Levi Likes to Watch

Not shown: Sarah wielding knife.

Levi Johnston watches the Oprah interview so we don’t have to.

Palin: [It’s] a bit heartbreaking to see the road that he is on right now.

Johnston: I think she’s going out and talking and she’s just digging a bigger hole for herself.

Palin: [It’s] kind of this aspiring — aspiring porn, some of the things that he’s doing — it’s kind of heartbreaking…

Johnston: I just look at her in disgust… It’s almost funny, that she’s like, 46 years old, and she’s battling a 19 year old, and I’m winning. And I’m telling the truth. She’s lying and losing… If you look at her face, she’s got — she’s really — you can tell her mind’s going 100 miles an hour when Oprah asked her those Levi questions… I’ve got a lot more knowledge and credibility than she gives me credit for…

Palin: The whole premise of Levi ever having lived with Bristol is false. And from there though, you take that foundational untruth, and you can kind of measure all the other things he’s saying.

Johnston: She’s basically calling me a liar. Which is total bullshit… I did [live with Bristol] — for a couple of months. Then we split up and that was it… You can totally tell, if you pay attention, that she’s the one that’s full of shit.

Levi: I Look at Palin with “Disgust” [CBS]

The First Tease of Levi Johnston’s Playgirl Pics [Gawker]


is that a no for thanksgiving dinner?

His pit hair is so old school. I like it. Not a big fan of the fully waxed guys, not a big fan of the furry bear types, but tastefully manscaped is the best.

I forget who coined the term “snowbilly”, but we owe them a debt of gratitude.
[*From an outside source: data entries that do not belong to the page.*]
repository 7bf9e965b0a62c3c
pub mod in_memory;
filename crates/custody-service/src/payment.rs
//! Payment-triggered application assignment.
//!
//! ```text
//! Notification ──screen──▶ memo = tx hash ──▶ LedgerLookup
//!                                               │ extra
//!                                               ▼
//!                         CustodyRegistry ◀── PayloadVerifier
//!                         assign_application
//! ```
//!
//! Payments that are not fee payments are ignored, not rejected. Failures
//! are returned to the caller, which logs them; nothing is retried here.

use std::sync::Arc;

use custody_registry::CustodyRegistry;
use custody_types::{
    CustodyError, CustodyNode, FeeConfig, LedgerLookup, Notification, Result, TxHash,
};
use custody_verifier::{PayloadVerifier, decode_ledger_extra};

/// Why a notification was not acted upon.
#[derive(Debug, Clone, Copy, PartialEq, Eq)]
pub enum IgnoreReason {
    OwnPayment,
    AssetMismatch,
    AmountMismatch,
    EmptyMemo,
}

impl std::fmt::Display for IgnoreReason {
    fn fmt(&self, f: &mut std::fmt::Formatter<'_>) -> std::fmt::Result {
        match self {
            Self::OwnPayment => write!(f, "OWN_PAYMENT"),
            Self::AssetMismatch => write!(f, "ASSET_MISMATCH"),
            Self::AmountMismatch => write!(f, "AMOUNT_MISMATCH"),
            Self::EmptyMemo => write!(f, "EMPTY_MEMO"),
        }
    }
}

/// Result of handling one notification.
#[derive(Debug, Clone, PartialEq, Eq)]
pub enum Outcome {
    Ignored(IgnoreReason),
    /// The row after assignment (or unchanged, if it was already assigned).
    Assigned(CustodyNode),
}

/// Turns qualifying fee payments into application assignments.
#[derive(Clone)]
pub struct PaymentFlow {
    fee: FeeConfig,
    client_id: String,
    ledger: Arc<dyn LedgerLookup>,
    verifier: PayloadVerifier,
    registry: CustodyRegistry,
}

impl PaymentFlow {
    #[must_use]
    pub fn new(
        fee: FeeConfig,
        client_id: impl Into<String>,
        ledger: Arc<dyn LedgerLookup>,
        verifier: PayloadVerifier,
        registry: CustodyRegistry,
    ) -> Self {
        Self {
            fee,
            client_id: client_id.into(),
            ledger,
            verifier,
            registry,
        }
    }

    fn screen(&self, notification: &Notification) -> Option<IgnoreReason> {
        if notification.sender_id == self.client_id {
            Some(IgnoreReason::OwnPayment)
        } else if notification.asset_id != self.fee.asset_id {
            Some(IgnoreReason::AssetMismatch)
        } else if notification.amount != self.fee.amount {
            Some(IgnoreReason::AmountMismatch)
        } else if notification.memo.trim().is_empty() {
            Some(IgnoreReason::EmptyMemo)
        } else {
            None
        }
    }

    /// Handle one notification end to end.
    pub async fn handle(&self, notification: &Notification) -> Result<Outcome> {
        if let Some(reason) = self.screen(notification) {
            tracing::debug!(sender = %notification.sender_id, %reason, "notification ignored");
            return Ok(Outcome::Ignored(reason));
        }

        let hash: TxHash = notification
            .memo
            .trim()
            .parse()
            .map_err(|_| CustodyError::invalid_payload("hash", "invalid"))?;
        let transaction = self
            .ledger
            .read_transaction(&hash)
            .await?
            .ok_or_else(|| CustodyError::invalid_payload("hash", "invalid"))?;

        let raw = decode_ledger_extra(&transaction.extra_hex)?;
        let key = self.verifier.verify(&raw).await?;
        let node = self.registry.assign_application(key, hash).await?;
        Ok(Outcome::Assigned(node))
    }
}

impl std::fmt::Debug for PaymentFlow {
    fn fmt(&self, f: &mut std::fmt::Formatter<'_>) -> std::fmt::Result {
        f.debug_struct("PaymentFlow")
            .field("fee", &self.fee)
            .field("client_id", &self.client_id)
            .finish_non_exhaustive()
    }
}
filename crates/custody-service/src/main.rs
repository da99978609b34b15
//! `custodyd`: runs the payment listener.
//!
//! Usage: `custodyd [config.json]`
//!
//! Payment notifications arrive as newline-delimited JSON on standard
//! input; the message-bus bridge that produces them runs outside this
//! process.
//!
//! The administrative surface is not served from here. A transport embeds
//! [`custody_service::AdminApi`] built from the same verifier and registry:
//! `POST /nodes` passes the raw request body to `create_node`, `GET /nodes`
//! calls `list_nodes`, `GET /template` calls `assigned_app_ids` and
//! `GET /_hc` calls `health`. Each handler returns a `ResponseView`; the
//! transport serializes it as the body and answers with its `status()`.

use std::{
    io::{BufRead, BufReader},
    process::ExitCode,
    sync::Arc,
    thread,
    time::Duration,
};

use custody_crypto::{CredentialSealer, PrivateKey};
use custody_registry::{ApplicationPool, CustodyRegistry, NodeStore};
use custody_service::{HttpPublisher, KernelRpc, NotificationListener, PaymentFlow};
use custody_types::{MembershipOracle, Notification, Result, ServiceConfig};
use custody_verifier::{CachedMembership, FallbackMembership, PayloadVerifier};
use tokio::sync::mpsc;
use tracing_subscriber::EnvFilter;

const NOTIFICATION_BUFFER: usize = 64;

fn init_tracing(json: bool) {
    let filter = EnvFilter::try_from_default_env().unwrap_or_else(|_| EnvFilter::new("info"));
    let builder = tracing_subscriber::fmt().with_env_filter(filter);
    if json {
        builder.json().init();
    } else {
        builder.init();
    }
}

fn build_flow(config: &ServiceConfig) -> Result<PaymentFlow> {
    let store = NodeStore::open(
        &config.database.path,
        Duration::from_millis(config.database.busy_timeout_ms),
    )?;
    let pool = ApplicationPool::load(&config.apps_path)?;
    let sealer = CredentialSealer::new(PrivateKey::from_seed_hex(&config.service.private_key)?);
    tracing::info!(
        service_public_key = %sealer.public_key().to_hex(),
        pool_size = pool.len(),
        "credential sealer ready"
    );

    let rpc = Arc::new(KernelRpc::new(&config.rpc)?);
    let directory = Arc::new(FallbackMembership::new(
        rpc.clone(),
        config.fallback_nodes.clone(),
        config.environment,
    ));
    let oracle: Arc<dyn MembershipOracle> = Arc::new(CachedMembership::new(
        directory,
        Duration::from_millis(config.membership_cache_ttl_ms),
    ));
    let publisher = Arc::new(HttpPublisher::new(&config.publisher)?);

    let registry = CustodyRegistry::new(store, pool, sealer, publisher);
    Ok(PaymentFlow::new(
        config.fee.clone(),
        config.service.client_id.clone(),
        rpc,
        PayloadVerifier::new(oracle),
        registry,
    ))
}

/// Forwards NDJSON notifications from `input` on a dedicated OS thread,
/// so a pending read never holds up shutdown. `sender` is dropped at end of
/// input, which closes the listener.
fn spawn_line_reader<R>(input: R, sender: mpsc::Sender<Notification>) -> std::io::Result<()>
where
    R: BufRead + Send + 'static,
{
    thread::Builder::new()
        .name("custodyd-input".into())
        .spawn(move || {
            for line in input.lines() {
                let line = match line {
                    Ok(line) => line,
                    Err(e) => {
                        tracing::error!(error = %e, "input read failed");
                        break;
                    }
                };
                if line.trim().is_empty() {
                    continue;
                }
                match serde_json::from_str::<Notification>(&line) {
                    Ok(notification) => {
                        if sender.blocking_send(notification).is_err() {
                            break;
                        }
                    }
                    Err(e) => tracing::warn!(error = %e, "undecodable notification skipped"),
                }
            }
        })
        .map(drop)
}

#[tokio::main]
async fn main() -> ExitCode {
    let path = std::env::args().nth(1).unwrap_or_else(|| "config.json".into());
    let config = match ServiceConfig::load(&path) {
        Ok(config) => config,
        Err(e) => {
            eprintln!("custodyd: {e}");
            return ExitCode::FAILURE;
        }
    };
    init_tracing(config.log.json);
    tracing::info!(
        config = %path,
        environment = ?config.environment,
        version = custody_types::constants::VERSION,
        "custodyd starting"
    );

    let flow = match build_flow(&config) {
        Ok(flow) => flow,
        Err(e) => {
            tracing::error!(error = %e, "startup failed");
            return ExitCode::FAILURE;
        }
    };

    let (sender, receiver) = mpsc::channel(NOTIFICATION_BUFFER);
    if let Err(e) = spawn_line_reader(BufReader::new(std::io::stdin()), sender) {
        tracing::error!(error = %e, "input reader failed to start");
        return ExitCode::FAILURE;
    }
    let mut listener = tokio::spawn(NotificationListener::new(flow).run(receiver));

    let joined = tokio::select! {
        joined = &mut listener => joined,
        _ = tokio::signal::ctrl_c() => {
            tracing::info!("shutdown signal received");
            listener.abort();
            return ExitCode::SUCCESS;
        }
    };

    match joined {
        Ok(stats) => {
            tracing::info!(?stats, "input closed, custodyd stopped");
            ExitCode::SUCCESS
        }
        Err(e) => {
            tracing::error!(error = %e, "listener task failed");
            ExitCode::FAILURE
        }
    }
}
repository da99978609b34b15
//! # custody-types
//!
//! Shared types, errors, and configuration for the **node custody** service.
//!
//! This crate is the leaf dependency of the workspace; every other crate
//! depends on it. It defines:
//!
//! - **Identifiers**: [`Address`], [`KernelId`], [`TxHash`], [`AppId`], [`TraceId`]
//! - **Custody model**: [`CustodyNode`], [`CustodyKey`]
//! - **Application pool**: [`Application`]
//! - **Membership directory**: [`NetworkNode`], [`NodeState`]
//! - **Payments**: [`Notification`], [`LedgerTransaction`], [`ObjectRequest`]
//! - **Collaborators**: [`MembershipOracle`], [`LedgerLookup`], [`ObjectPublisher`]
//! - **Configuration**: [`ServiceConfig`], [`FeeConfig`], [`Environment`]
//! - **Errors**: [`CustodyError`] with `CG_ERR_` prefix codes, and the
//!   [`ResponseView`] envelope
//! - **Constants**: payload layout and defaults

pub mod application;
pub mod config;
pub mod constants;
pub mod custody;
pub mod directory;
pub mod envelope;
pub mod error;
pub mod externals;
pub mod ids;
pub mod notification;

pub use application::*;
pub use config::*;
pub use custody::*;
pub use directory::*;
pub use envelope::*;
pub use error::*;
pub use externals::*;
pub use ids::*;
pub use notification::*;

// Constants are accessed via `custody_types::constants::FOO`
// (not re-exported to avoid name collisions).
//! System-wide constants for the custody service.

use rust_decimal::Decimal;

/// Version byte every authorization payload must start with.
pub const PAYLOAD_VERSION: u8 = 1;

/// Exact length of an authorization payload in bytes.
pub const PAYLOAD_LEN: usize = 353;

/// Length of the signed prefix (version, custodian, payee, kernel id).
pub const SIGNED_PREFIX_LEN: usize = 161;

/// Wire length of an address (spend key + view key).
pub const ADDRESS_LEN: usize = 64;

/// Network prefix of the address text form.
pub const ADDRESS_PREFIX: &str = "XIN";

/// Checksum bytes appended to an address before base58 encoding.
pub const ADDRESS_CHECKSUM_LEN: usize = 4;

/// Length of an Ed25519 signature.
pub const SIGNATURE_LEN: usize = 64;

/// How long a REMOVED kernel node may still authorize custody (7 days).
pub const REMOVED_NODE_GRACE_SECS: i64 = 7 * 24 * 60 * 60;

/// AES block size in bytes.
pub const AES_BLOCK_SIZE: usize = 16;

/// Default page size for listing assigned custody rows.
pub const DEFAULT_LIST_LIMIT: usize = 100;

/// SQLite busy timeout for contended transactions (milliseconds).
pub const DEFAULT_BUSY_TIMEOUT_MS: u64 = 5_000;

/// Default timeout for outbound RPC calls (milliseconds).
pub const DEFAULT_RPC_TIMEOUT_MS: u64 = 20_000;

/// Default membership cache TTL (milliseconds).
pub const DEFAULT_MEMBERSHIP_TTL_MS: u64 = 30_000;

/// Publication amount charged per started KiB of memo (plus a base of 2).
pub const PUBLICATION_UNIT_PRICE: Decimal = Decimal::from_parts(1, 0, 0, false, 3);

/// Version string.
pub const VERSION: &str = env!("CARGO_PKG_VERSION");

/// Service name.
pub const SERVICE_NAME: &str = "node-custody";
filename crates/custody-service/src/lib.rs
//! # custody-service
//!
//! Wires the verifier and the registry to the outside world:
//!
//! - [`PaymentFlow`]: a fee payment whose memo names an acknowledgement
//!   transaction leads to application assignment
//! - [`NotificationListener`]: feeds notifications to the flow one at a time
//! - [`AdminApi`]: petition submission and listing, as transport-agnostic
//!   handlers returning the `{data}` / `{error}` envelope
//! - [`KernelRpc`], [`HttpPublisher`]: HTTP adapters for the collaborators

pub mod api;
pub mod externals;
pub mod listener;
pub mod payment;

pub use api::{AdminApi, CreateNodeRequest, HealthView, NodeView};
pub use externals::{HttpPublisher, KernelRpc};
pub use listener::{ListenerStats, NotificationListener};
pub use payment::{IgnoreReason, Outcome, PaymentFlow};
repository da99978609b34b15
//! Pooled application identities handed over to new custodians.

use serde::{Deserialize, Serialize};

use crate::AppId;

/// An externally provisioned application identity with its session
/// credentials. Serialized as JSON this is the credential bundle.
#[derive(Clone, PartialEq, Eq, Serialize, Deserialize)]
pub struct Application {
    pub app_id: AppId,
    pub session_id: String,
    pub private_key: String,
    pub pin_token: String,
    pub pin: String,
}

// Credentials must not end up in logs.
impl std::fmt::Debug for Application {
    fn fmt(&self, f: &mut std::fmt::Formatter<'_>) -> std::fmt::Result {
        f.debug_struct("Application")
            .field("app_id", &self.app_id)
            .field("session_id", &self.session_id)
            .finish_non_exhaustive()
    }
}

impl Application {
    /// Serialized credential bundle.
    pub fn to_bundle(&self) -> crate::Result<Vec<u8>> {
        Ok(serde_json::to_vec(self)?)
    }

    /// Parse a decrypted credential bundle.
    pub fn from_bundle(bytes: &[u8]) -> crate::Result<Self> {
        Ok(serde_json::from_slice(bytes)?)
    }
}

#[cfg(any(test, feature = "test-helpers"))]
impl Application {
    /// Pool entry for tests. **Never use in production.**
    pub fn dummy(n: u128) -> Self {
        Self {
            app_id: AppId(uuid::Uuid::from_u128(n)),
            session_id: format!("session-{n}"),
            private_key: format!("private-{n}"),
            pin_token: format!("pin-token-{n}"),
            pin: format!("{:06}", n % 1_000_000),
        }
    }
}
Speaking of pron and moronic imbecilic hypocritical fundamentalists, file under “Oh Dear Sweet Baby Jeebus, No”:

Carrie Prejean for Congress

RUN Carrie RUN

[Carrie] has the ability to draw crowds and if she has a strong message to go with that, who knows what she can do? She has star power which can open doors.

We’ve all made mistakes when we were 17.

one, its her implants that open doors not star power and two she was not 17. that was a lie.

@SanFranLefty: I’d love to be a fly on the wall for those strategy sessions.

So those sex vids are campaign commercials?

“Carrie knows what the Invisible Hand can do for you!”

@ManchuCandidate: I’m sure if you asked her who Adam Smith is, she’d either say “a guy I dated” or “Isn’t he on Gossip Girl?”

I googled “aspiring porn” and was not disappointed:

to all aspiring porn bloggers:

* “Lusty” means “brimming with vigor and good health” or “enthusiastic.” Don’t confuse it with “lustful,” which means “filled with sexual desire.”
* “Sensual” usually relates to physical desires and experiences, and often means “sexy.” “Sensuous” is more often used for esthetic pleasures, like “sensuous music.”
* Crevices are by definition tiny. A huge crack in a glacier is given the French spelling: crevasse.

no no
I remember he had that PBS show my dad used to watch

@Capt Howdy: Let’s all start the Stinquerated Press Guide to Sexytime Style.

I’m sure the Fake AP Stylebook can help.

@Capt Howdy: So when Ursula Andress was that sensuous nurse, they got that all wrong?

Dean Wormers wife explains this all.

@rptrcub: The AP sucks shit lately, they seem to conflate news and opinion, oh, wait, is that my local paper re-writing the ledes?

Im sorry, what?
I was mentally oiling Levis crevices

@Tommmcatt is hunkered down in the trenches:
and the straight boys did that. I had nothing to do with it.
well, except photographing it. and giggling.

@Prommie: A little from column A, a little from column B.

Mark Shields says was being sarcastic – so maybe he needs sarcasm lessons.

@blogenfreude: Ratan Tata? Carlos Slim? Those sound like perfectly good porn names to me.